Please repeat the records exactly from their first line, finishing at the line containing "const MAX_RETRY_DELAY: Duration" and including it.

○ ○ ○ ○ ○ ○ ○

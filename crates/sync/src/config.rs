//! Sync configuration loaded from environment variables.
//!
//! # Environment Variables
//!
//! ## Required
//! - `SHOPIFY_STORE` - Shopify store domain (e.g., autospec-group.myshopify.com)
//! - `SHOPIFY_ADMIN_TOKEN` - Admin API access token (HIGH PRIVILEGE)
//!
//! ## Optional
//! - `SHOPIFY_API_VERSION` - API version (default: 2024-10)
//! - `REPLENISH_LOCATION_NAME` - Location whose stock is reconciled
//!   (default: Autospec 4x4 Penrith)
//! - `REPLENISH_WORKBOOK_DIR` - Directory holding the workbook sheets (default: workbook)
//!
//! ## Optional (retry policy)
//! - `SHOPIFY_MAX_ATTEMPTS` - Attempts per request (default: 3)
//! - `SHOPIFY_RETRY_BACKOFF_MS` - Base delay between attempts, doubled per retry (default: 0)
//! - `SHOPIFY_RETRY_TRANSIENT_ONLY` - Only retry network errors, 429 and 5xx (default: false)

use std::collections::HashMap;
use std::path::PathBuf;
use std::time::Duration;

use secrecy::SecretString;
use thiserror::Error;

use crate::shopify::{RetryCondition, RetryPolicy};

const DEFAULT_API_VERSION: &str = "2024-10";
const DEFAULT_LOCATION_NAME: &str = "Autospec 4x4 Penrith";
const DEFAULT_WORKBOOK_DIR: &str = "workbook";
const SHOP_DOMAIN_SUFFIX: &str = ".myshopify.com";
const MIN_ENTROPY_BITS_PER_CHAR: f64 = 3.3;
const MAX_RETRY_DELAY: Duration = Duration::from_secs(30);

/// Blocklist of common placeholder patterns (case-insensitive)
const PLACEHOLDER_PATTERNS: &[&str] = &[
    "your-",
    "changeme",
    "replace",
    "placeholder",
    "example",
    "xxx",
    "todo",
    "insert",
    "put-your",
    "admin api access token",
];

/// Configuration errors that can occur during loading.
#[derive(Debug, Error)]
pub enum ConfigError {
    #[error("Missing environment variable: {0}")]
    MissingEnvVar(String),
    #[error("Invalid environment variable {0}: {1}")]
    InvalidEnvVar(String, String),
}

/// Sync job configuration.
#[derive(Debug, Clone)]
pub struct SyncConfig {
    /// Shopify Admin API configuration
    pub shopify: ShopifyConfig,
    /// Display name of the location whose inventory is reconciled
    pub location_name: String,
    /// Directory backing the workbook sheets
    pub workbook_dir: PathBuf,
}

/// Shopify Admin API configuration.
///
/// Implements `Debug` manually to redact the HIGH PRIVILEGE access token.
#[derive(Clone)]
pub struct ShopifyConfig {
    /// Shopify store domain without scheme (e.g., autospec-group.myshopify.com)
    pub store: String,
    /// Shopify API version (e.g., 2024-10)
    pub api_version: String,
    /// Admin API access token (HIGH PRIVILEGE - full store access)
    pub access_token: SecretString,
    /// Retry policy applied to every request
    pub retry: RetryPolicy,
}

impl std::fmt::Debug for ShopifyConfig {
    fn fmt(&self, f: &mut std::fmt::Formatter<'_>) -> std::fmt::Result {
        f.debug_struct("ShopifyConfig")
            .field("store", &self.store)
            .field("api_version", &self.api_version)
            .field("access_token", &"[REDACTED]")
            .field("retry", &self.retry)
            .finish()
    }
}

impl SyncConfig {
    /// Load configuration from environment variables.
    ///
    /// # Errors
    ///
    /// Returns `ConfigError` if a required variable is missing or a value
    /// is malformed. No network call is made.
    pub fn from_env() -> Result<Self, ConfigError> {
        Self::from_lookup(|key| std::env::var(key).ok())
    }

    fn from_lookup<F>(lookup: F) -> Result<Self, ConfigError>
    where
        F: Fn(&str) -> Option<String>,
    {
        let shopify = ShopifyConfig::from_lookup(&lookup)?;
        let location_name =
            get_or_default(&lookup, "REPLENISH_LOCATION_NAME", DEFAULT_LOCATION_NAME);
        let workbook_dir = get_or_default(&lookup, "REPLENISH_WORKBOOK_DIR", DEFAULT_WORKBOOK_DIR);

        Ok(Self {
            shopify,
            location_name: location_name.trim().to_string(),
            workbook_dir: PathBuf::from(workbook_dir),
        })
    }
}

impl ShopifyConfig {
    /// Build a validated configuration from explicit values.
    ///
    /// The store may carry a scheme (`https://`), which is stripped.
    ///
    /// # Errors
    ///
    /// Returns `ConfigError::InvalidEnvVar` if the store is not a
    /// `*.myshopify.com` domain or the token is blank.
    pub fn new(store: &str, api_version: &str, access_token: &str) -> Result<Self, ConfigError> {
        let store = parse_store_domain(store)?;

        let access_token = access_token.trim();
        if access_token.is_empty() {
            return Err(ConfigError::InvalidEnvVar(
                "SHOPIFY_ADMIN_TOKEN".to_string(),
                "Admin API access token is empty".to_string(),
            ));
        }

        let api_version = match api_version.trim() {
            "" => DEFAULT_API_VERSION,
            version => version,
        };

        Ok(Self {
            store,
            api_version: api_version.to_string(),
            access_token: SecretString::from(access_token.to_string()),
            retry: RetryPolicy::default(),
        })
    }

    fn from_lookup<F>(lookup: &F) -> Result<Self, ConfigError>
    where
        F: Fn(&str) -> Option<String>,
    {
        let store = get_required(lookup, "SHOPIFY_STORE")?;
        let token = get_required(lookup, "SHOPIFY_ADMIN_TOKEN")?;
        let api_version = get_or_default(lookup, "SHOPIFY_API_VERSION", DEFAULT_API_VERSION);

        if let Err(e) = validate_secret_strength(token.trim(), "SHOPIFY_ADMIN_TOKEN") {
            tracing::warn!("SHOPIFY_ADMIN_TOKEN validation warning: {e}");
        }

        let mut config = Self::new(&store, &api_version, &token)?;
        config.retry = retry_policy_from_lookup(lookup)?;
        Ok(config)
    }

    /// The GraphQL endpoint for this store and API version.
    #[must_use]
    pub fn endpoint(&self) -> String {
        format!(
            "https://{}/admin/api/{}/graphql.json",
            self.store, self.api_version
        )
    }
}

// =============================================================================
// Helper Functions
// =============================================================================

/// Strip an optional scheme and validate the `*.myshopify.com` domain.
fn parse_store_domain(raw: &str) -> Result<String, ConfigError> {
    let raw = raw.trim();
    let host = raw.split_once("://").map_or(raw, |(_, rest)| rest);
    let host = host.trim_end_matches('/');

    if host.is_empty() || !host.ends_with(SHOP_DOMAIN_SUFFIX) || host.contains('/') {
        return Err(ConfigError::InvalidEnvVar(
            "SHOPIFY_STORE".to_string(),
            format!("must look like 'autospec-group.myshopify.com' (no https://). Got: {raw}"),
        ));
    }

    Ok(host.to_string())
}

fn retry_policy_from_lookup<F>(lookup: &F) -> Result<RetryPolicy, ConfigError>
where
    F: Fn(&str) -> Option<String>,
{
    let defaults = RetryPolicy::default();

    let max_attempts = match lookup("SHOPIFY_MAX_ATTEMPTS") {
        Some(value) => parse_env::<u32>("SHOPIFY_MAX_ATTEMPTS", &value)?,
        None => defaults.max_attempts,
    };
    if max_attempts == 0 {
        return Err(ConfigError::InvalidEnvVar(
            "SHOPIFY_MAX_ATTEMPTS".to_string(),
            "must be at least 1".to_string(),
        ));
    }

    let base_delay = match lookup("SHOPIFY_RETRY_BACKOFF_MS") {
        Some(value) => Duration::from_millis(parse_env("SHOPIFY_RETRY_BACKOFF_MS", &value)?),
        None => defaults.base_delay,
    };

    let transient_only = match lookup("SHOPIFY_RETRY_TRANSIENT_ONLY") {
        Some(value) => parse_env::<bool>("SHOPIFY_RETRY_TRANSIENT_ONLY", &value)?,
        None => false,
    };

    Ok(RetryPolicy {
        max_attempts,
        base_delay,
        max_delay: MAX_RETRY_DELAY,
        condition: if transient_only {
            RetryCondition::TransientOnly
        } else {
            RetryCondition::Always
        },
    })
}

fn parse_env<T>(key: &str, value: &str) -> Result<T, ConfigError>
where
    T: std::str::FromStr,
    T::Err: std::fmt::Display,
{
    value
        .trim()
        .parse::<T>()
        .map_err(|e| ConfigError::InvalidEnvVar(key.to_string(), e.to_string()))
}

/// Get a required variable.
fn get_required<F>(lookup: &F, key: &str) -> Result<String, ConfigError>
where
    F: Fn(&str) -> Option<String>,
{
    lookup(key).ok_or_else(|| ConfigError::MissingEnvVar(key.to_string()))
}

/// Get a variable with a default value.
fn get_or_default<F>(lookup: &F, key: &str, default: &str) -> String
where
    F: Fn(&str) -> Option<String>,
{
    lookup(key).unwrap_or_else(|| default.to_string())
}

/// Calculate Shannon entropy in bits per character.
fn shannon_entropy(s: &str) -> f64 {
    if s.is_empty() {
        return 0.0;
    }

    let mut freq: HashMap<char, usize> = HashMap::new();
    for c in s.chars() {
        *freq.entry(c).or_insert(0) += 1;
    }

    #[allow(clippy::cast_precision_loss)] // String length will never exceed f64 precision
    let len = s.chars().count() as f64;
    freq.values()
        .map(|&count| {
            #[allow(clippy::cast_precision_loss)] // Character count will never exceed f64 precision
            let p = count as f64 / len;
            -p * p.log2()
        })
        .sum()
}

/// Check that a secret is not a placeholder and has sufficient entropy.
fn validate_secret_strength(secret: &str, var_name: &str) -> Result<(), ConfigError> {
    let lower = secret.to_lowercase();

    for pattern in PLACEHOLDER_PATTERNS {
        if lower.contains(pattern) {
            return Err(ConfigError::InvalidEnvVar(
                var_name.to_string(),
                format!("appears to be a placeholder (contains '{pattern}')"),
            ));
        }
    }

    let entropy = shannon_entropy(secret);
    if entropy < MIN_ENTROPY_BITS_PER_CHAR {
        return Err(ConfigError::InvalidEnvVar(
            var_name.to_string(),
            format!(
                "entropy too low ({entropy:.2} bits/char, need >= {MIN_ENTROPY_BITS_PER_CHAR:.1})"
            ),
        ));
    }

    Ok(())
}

○ ○ ○ ○ ○ ○ ○

__Exercise solution__.
filename crates/sync/src/config.rs
//! Sync configuration loaded from environment variables.
//!
//! # Environment Variables
//!
//! ## Required
//! - `SHOPIFY_STORE` - Shopify store domain (e.g., autospec-group.myshopify.com)
//! - `SHOPIFY_ADMIN_TOKEN` - Admin API access token (HIGH PRIVILEGE)
//!
//! ## Optional
//! - `SHOPIFY_API_VERSION` - API version (default: 2024-10)
//! - `REPLENISH_LOCATION_NAME` - Location whose stock is reconciled
//!   (default: Autospec 4x4 Penrith)
//! - `REPLENISH_WORKBOOK_DIR` - Directory holding the workbook sheets (default: workbook)
//!
//! ## Optional (retry policy)
//! - `SHOPIFY_MAX_ATTEMPTS` - Attempts per request (default: 3)
//! - `SHOPIFY_RETRY_BACKOFF_MS` - Base delay between attempts, doubled per retry (default: 0)
//! - `SHOPIFY_RETRY_TRANSIENT_ONLY` - Only retry network errors, 429 and 5xx (default: false)

use std::collections::HashMap;
use std::path::PathBuf;
use std::time::Duration;

use secrecy::SecretString;
use thiserror::Error;

use crate::shopify::{RetryCondition, RetryPolicy};

const DEFAULT_API_VERSION: &str = "2024-10";
const DEFAULT_LOCATION_NAME: &str = "Autospec 4x4 Penrith";
const DEFAULT_WORKBOOK_DIR: &str = "workbook";
const SHOP_DOMAIN_SUFFIX: &str = ".myshopify.com";
const MIN_ENTROPY_BITS_PER_CHAR: f64 = 3.3;
const MAX_RETRY_DELAY: Duration = Duration::from_secs(30);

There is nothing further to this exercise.